「失敗を赦す主イエス」 マタイによる福音書26:31~35、69~75
4月、受難節に入り、主の受難をおぼえ、主の復活に向けて、マタイによる福音書から4回メッセージをいたします。本日は、ペテロの裏切りに対して、主イエスの赦しをみていきましょう。
Ⅰ 人間の力の限界
最後の晩餐の後、主イエスは自らが十字架にかけられること、そして復活をすることを弟子達に語り、彼らがわたしにつまずくと言います。それを聞いたペテロは、「主イエスに対して決してつまずかないこと、たとえ主イエスと一緒に死なねばならなくても、主イエスを知らないなんて言わないこと」を公言いたします。他の弟子達もそうでした。彼らは彼らの人間的な思いを精一杯そこにあらわしました。しかし、彼らは人間がいかに弱く罪深いものであることをまざまざと知らされます。主イエスは、「ペテロが鶏が鳴く前にわたしのことを三度知らない」と言うといわれた通りに、ペテロは主イエスを裏切って三度も知らないと言ってしまったのです。他の弟子達も逃げて行きました。どんなに力んでも、人間は弱く罪深い者であることを自覚いたします。
Ⅱ 祈り赦し立ち上がらせてくださる主イエス
そんなペテロに対し、主イエスは、彼が裏切る前から彼の信仰がなくならないように祈り、悔い改めて神の愛の中で立ち上がるようにとりなします。「知らない」といわれることは存在を認められないということです。一番辛いことでしょう。しかし、主イエスはそんな苦しみの中にあっても彼を愛し続け、彼の失敗の向こうに、彼の回復と神の祝福を見ていたのでありました。そして復活された主イエスは彼を赦し立ち上がらせ、主の御業をするために祝福され用いられたのであります。

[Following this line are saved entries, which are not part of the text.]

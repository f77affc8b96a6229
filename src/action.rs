use serde::{de, Deserialize, Deserializer, Serialize};
use serde_json::Value;

/// Action names the frontend may request.
#[derive(Debug, Clone, Copy, PartialEq, Eq)]
pub enum ActionKind {
    GithubFetch,
    GithubUpload,
    GithubDelete,
    TelegramSend,
    TelegramGetUpdates,
    GeminiChat,
}

impl ActionKind {
    pub fn parse(name: &str) -> Option<Self> {
        match name {
            "github_fetch" => Some(Self::GithubFetch),
            "github_upload" => Some(Self::GithubUpload),
            "github_delete" => Some(Self::GithubDelete),
            "telegram_send" => Some(Self::TelegramSend),
            "telegram_get_updates" => Some(Self::TelegramGetUpdates),
            "gemini_chat" => Some(Self::GeminiChat),
            _ => None,
        }
    }

    pub fn as_str(&self) -> &'static str {
        match self {
            Self::GithubFetch => "github_fetch",
            Self::GithubUpload => "github_upload",
            Self::GithubDelete => "github_delete",
            Self::TelegramSend => "telegram_send",
            Self::TelegramGetUpdates => "telegram_get_updates",
            Self::GeminiChat => "gemini_chat",
        }
    }
}

impl std::fmt::Display for ActionKind {
    fn fmt(&self, f: &mut std::fmt::Formatter<'_>) -> std::fmt::Result {
        f.write_str(self.as_str())
    }
}

/// A file in a repository's contents API.
///
/// `owner` and `repo` are single path segments and no segment may be `.` or
/// `..`, so the request URL always stays under `/repos/{owner}/{repo}/contents/`.
#[derive(Debug, Clone, Deserialize)]
#[serde(try_from = "RawGithubFile")]
pub struct GithubFile {
    pub owner: String,
    pub repo: String,
    pub path: String,
}

#[derive(Deserialize)]
struct RawGithubFile {
    owner: String,
    repo: String,
    path: String,
}

impl GithubFile {
    /// Non-empty segments of `path`.
    pub fn path_segments(&self) -> impl Iterator<Item = &str> {
        self.path.split('/').filter(|s| !s.is_empty())
    }
}

/// `.` or `..`, including their percent-encoded spellings such as `%2e%2E`.
fn is_dot_segment(segment: &str) -> bool {
    let decoded = segment.to_ascii_lowercase().replace("%2e", ".");
    decoded == "." || decoded == ".."
}

impl TryFrom<RawGithubFile> for GithubFile {
    type Error = String;

    fn try_from(raw: RawGithubFile) -> Result<Self, Self::Error> {
        for (field, value) in [("owner", &raw.owner), ("repo", &raw.repo)] {
            if value.is_empty() || value.contains('/') || is_dot_segment(value) {
                return Err(format!("invalid GitHub {field} `{value}`"));
            }
        }
        if let Some(segment) = raw.path.split('/').find(|s| is_dot_segment(s)) {
            return Err(format!("invalid GitHub path segment `{segment}`"));
        }
        Ok(Self {
            owner: raw.owner,
            repo: raw.repo,
            path: raw.path,
        })
    }
}

#[derive(Debug, Clone, Deserialize)]
pub struct GithubUpload {
    #[serde(flatten)]
    pub file: GithubFile,
    /// Base64-encoded file content, relayed as-is.
    pub content: String,
    pub message: String,
    /// Blob sha of the file being replaced; absent when creating a new file.
    #[serde(default)]
    pub sha: Option<String>,
}

#[derive(Debug, Clone, Deserialize)]
pub struct GithubDelete {
    #[serde(flatten)]
    pub file: GithubFile,
    pub sha: String,
    pub message: String,
}

/// Telegram accepts either a numeric chat id or an `@channelusername`.
#[derive(Debug, Clone, PartialEq, Serialize, Deserialize)]
#[serde(untagged)]
pub enum ChatId {
    Id(i64),
    Username(String),
}

#[derive(Debug, Clone, Deserialize)]
#[serde(rename_all = "camelCase")]
pub struct TelegramSend {
    pub chat_id: ChatId,
    pub text: String,
}

#[derive(Debug, Clone, Default, Deserialize)]
pub struct TelegramUpdates {
    #[serde(default, deserialize_with = "integer_or_numeric_string")]
    pub offset: Option<i64>,
}

/// Accept `5` or `"5"`; an empty string counts as absent.
fn integer_or_numeric_string<'de, D>(deserializer: D) -> Result<Option<i64>, D::Error>
where
    D: Deserializer<'de>,
{
    #[derive(Deserialize)]
    #[serde(untagged)]
    enum Raw {
        Integer(i64),
        Text(String),
    }

    match Option::<Raw>::deserialize(deserializer)? {
        None => Ok(None),
        Some(Raw::Integer(n)) => Ok(Some(n)),
        Some(Raw::Text(text)) if text.trim().is_empty() => Ok(None),
        Some(Raw::Text(text)) => text
            .trim()
            .parse()
            .map(Some)
            .map_err(|_| de::Error::custom(format!("offset must be an integer, got `{text}`"))),
    }
}

#[derive(Debug, Clone, Deserialize)]
pub struct GeminiChat {
    pub prompt: String,
}

/// A decoded request: one variant per upstream operation.
#[derive(Debug, Clone)]
pub enum Action {
    GithubFetch(GithubFile),
    GithubUpload(GithubUpload),
    GithubDelete(GithubDelete),
    TelegramSend(TelegramSend),
    TelegramGetUpdates(TelegramUpdates),
    GeminiChat(GeminiChat),
}

impl Action {
    /// Decode `payload` into the typed arguments for `kind`.
    /// A missing payload is read as an empty object.
    pub fn decode(kind: ActionKind, payload: Value) -> Result<Self, serde_json::Error> {
        let payload = match payload {
            Value::Null => Value::Object(Default::default()),
            other => other,
        };

        Ok(match kind {
            ActionKind::GithubFetch => Self::GithubFetch(serde_json::from_value(payload)?),
            ActionKind::GithubUpload => Self::GithubUpload(serde_json::from_value(payload)?),
            ActionKind::GithubDelete => Self::GithubDelete(serde_json::from_value(payload)?),
            ActionKind::TelegramSend => Self::TelegramSend(serde_json::from_value(payload)?),
            ActionKind::TelegramGetUpdates => {
                Self::TelegramGetUpdates(serde_json::from_value(payload)?)
            }
            ActionKind::GeminiChat => Self::GeminiChat(serde_json::from_value(payload)?),
        })
    }

    pub fn kind(&self) -> ActionKind {
        match self {
            Self::GithubFetch(_) => ActionKind::GithubFetch,
            Self::GithubUpload(_) => ActionKind::GithubUpload,
            Self::GithubDelete(_) => ActionKind::GithubDelete,
            Self::TelegramSend(_) => ActionKind::TelegramSend,
            Self::TelegramGetUpdates(_) => ActionKind::TelegramGetUpdates,
            Self::GeminiChat(_) => ActionKind::GeminiChat,
        }
    }
}

/// The inbound JSON body: `{ action, payload, accessCode }`.
///
/// Kept as a raw value so that a malformed body still reaches the access check
/// (and is denied there) instead of failing before it.
#[derive(Debug, Default)]
pub struct InboundRequest {
    body: Value,
}

impl InboundRequest {
    pub fn parse(bytes: &[u8]) -> Self {
        Self {
            body: serde_json::from_slice(bytes).unwrap_or(Value::Null),
        }
    }

    /// The caller's access code from `accessCode`, or `code` as a fallback.
    pub fn access_code(&self) -> Option<&str> {
        self.body
            .get("accessCode")
            .or_else(|| self.body.get("code"))
            .and_then(Value::as_str)
    }

    pub fn action_name(&self) -> Option<&str> {
        self.body.get("action").and_then(Value::as_str)
    }

    pub fn into_payload(mut self) -> Value {
        self.body
            .get_mut("payload")
            .map(Value::take)
            .unwrap_or(Value::Null)
    }
}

裏切ったペテロの姿は、まさしくわたしたちの姿です。ペテロに対しての主イエスの愛は、私たち一人一人に向けられている愛です。「わたしはあなたがたの信仰がなくならないように、あなたのために祈った。それで、あなたが立ち直ったときには、兄弟たちを力づけてやりなさい。」(ルカ22:32)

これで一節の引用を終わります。